[GIVEN ENTRIES]
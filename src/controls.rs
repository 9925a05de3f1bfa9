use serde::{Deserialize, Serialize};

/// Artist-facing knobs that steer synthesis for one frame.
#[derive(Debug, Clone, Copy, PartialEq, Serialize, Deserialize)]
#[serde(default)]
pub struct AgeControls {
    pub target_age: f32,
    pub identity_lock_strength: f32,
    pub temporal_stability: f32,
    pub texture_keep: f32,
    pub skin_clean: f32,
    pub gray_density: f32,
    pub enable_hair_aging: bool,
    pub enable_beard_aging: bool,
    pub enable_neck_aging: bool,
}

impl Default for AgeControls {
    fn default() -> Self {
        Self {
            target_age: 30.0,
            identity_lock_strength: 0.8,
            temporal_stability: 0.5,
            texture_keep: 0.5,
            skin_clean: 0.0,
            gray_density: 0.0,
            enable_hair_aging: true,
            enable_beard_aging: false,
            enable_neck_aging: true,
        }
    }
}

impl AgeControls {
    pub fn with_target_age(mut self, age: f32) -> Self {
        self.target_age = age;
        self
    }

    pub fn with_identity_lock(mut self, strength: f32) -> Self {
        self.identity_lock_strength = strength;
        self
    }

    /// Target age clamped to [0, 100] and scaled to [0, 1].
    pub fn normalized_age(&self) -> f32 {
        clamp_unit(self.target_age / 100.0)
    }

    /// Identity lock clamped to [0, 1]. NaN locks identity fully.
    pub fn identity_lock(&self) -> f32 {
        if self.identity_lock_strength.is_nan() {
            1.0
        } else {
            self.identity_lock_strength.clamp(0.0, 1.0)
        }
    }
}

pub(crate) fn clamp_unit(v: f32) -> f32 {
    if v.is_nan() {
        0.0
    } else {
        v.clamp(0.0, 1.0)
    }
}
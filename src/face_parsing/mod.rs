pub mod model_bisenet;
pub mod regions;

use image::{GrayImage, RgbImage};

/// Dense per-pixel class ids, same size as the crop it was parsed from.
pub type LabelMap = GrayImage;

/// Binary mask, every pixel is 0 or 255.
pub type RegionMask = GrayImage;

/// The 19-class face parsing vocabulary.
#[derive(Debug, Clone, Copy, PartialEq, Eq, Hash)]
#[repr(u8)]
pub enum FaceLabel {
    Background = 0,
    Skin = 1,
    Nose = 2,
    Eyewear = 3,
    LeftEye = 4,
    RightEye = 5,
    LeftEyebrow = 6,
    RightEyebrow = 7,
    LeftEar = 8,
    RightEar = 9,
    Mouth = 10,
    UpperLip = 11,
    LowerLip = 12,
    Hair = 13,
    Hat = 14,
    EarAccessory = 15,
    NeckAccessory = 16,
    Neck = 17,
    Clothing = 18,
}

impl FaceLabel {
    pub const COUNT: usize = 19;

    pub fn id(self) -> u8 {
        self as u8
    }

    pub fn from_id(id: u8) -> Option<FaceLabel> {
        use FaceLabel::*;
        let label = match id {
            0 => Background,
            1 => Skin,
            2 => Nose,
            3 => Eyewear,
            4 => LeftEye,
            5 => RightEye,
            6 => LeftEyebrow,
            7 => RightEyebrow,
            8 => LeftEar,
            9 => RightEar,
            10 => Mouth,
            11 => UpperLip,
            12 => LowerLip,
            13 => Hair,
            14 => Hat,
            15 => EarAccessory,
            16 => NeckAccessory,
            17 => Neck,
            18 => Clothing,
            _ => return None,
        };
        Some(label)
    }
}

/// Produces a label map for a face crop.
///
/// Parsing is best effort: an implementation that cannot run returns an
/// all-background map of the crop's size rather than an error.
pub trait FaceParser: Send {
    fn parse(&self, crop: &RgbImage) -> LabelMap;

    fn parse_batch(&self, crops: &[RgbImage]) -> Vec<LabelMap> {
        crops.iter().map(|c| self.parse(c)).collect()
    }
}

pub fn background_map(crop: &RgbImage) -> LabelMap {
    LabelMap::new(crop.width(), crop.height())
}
[/GIVEN ENTRIES]
TASK DETAILS => Output the data above exactly, please, line for line.

EXERCISE ANSWER =>
filename src/controls.rs
repository 9925a05de3f1bfa9
use serde::{Deserialize, Serialize};

/// Artist-facing knobs that steer synthesis for one frame.
#[derive(Debug, Clone, Copy, PartialEq, Serialize, Deserialize)]
#[serde(default)]
pub struct AgeControls {
    pub target_age: f32,
    pub identity_lock_strength: f32,
    pub temporal_stability: f32,
    pub texture_keep: f32,
    pub skin_clean: f32,
    pub gray_density: f32,
    pub enable_hair_aging: bool,
    pub enable_beard_aging: bool,
    pub enable_neck_aging: bool,
}

impl Default for AgeControls {
    fn default() -> Self {
        Self {
            target_age: 30.0,
            identity_lock_strength: 0.8,
            temporal_stability: 0.5,
            texture_keep: 0.5,
            skin_clean: 0.0,
            gray_density: 0.0,
            enable_hair_aging: true,
            enable_beard_aging: false,
            enable_neck_aging: true,
        }
    }
}

impl AgeControls {
    pub fn with_target_age(mut self, age: f32) -> Self {
        self.target_age = age;
        self
    }

    pub fn with_identity_lock(mut self, strength: f32) -> Self {
        self.identity_lock_strength = strength;
        self
    }

    /// Target age clamped to [0, 100] and scaled to [0, 1].
    pub fn normalized_age(&self) -> f32 {
        clamp_unit(self.target_age / 100.0)
    }

    /// Identity lock clamped to [0, 1]. NaN locks identity fully.
    pub fn identity_lock(&self) -> f32 {
        if self.identity_lock_strength.is_nan() {
            1.0
        } else {
            self.identity_lock_strength.clamp(0.0, 1.0)
        }
    }
}

pub(crate) fn clamp_unit(v: f32) -> f32 {
    if v.is_nan() {
        0.0
    } else {
        v.clamp(0.0, 1.0)
    }
}
filename src/face_parsing/mod.rs
pub mod model_bisenet;
pub mod regions;

use image::{GrayImage, RgbImage};

/// Dense per-pixel class ids, same size as the crop it was parsed from.
pub type LabelMap = GrayImage;

/// Binary mask, every pixel is 0 or 255.
pub type RegionMask = GrayImage;

/// The 19-class face parsing vocabulary.
#[derive(Debug, Clone, Copy, PartialEq, Eq, Hash)]
#[repr(u8)]
pub enum FaceLabel {
    Background = 0,
    Skin = 1,
    Nose = 2,
    Eyewear = 3,
    LeftEye = 4,
    RightEye = 5,
    LeftEyebrow = 6,
    RightEyebrow = 7,
    LeftEar = 8,
    RightEar = 9,
    Mouth = 10,
    UpperLip = 11,
    LowerLip = 12,
    Hair = 13,
    Hat = 14,
    EarAccessory = 15,
    NeckAccessory = 16,
    Neck = 17,
    Clothing = 18,
}

impl FaceLabel {
    pub const COUNT: usize = 19;

    pub fn id(self) -> u8 {
        self as u8
    }

    pub fn from_id(id: u8) -> Option<FaceLabel> {
        use FaceLabel::*;
        let label = match id {
            0 => Background,
            1 => Skin,
            2 => Nose,
            3 => Eyewear,
            4 => LeftEye,
            5 => RightEye,
            6 => LeftEyebrow,
            7 => RightEyebrow,
            8 => LeftEar,
            9 => RightEar,
            10 => Mouth,
            11 => UpperLip,
            12 => LowerLip,
            13 => Hair,
            14 => Hat,
            15 => EarAccessory,
            16 => NeckAccessory,
            17 => Neck,
            18 => Clothing,
            _ => return None,
        };
        Some(label)
    }
}

/// Produces a label map for a face crop.
///
/// Parsing is best effort: an implementation that cannot run returns an
/// all-background map of the crop's size rather than an error.
pub trait FaceParser: Send {
    fn parse(&self, crop: &RgbImage) -> LabelMap;

    fn parse_batch(&self, crops: &[RgbImage]) -> Vec<LabelMap> {
        crops.iter().map(|c| self.parse(c)).collect()
    }
}

pub fn background_map(crop: &RgbImage) -> LabelMap {
    LabelMap::new(crop.width(), crop.height())
}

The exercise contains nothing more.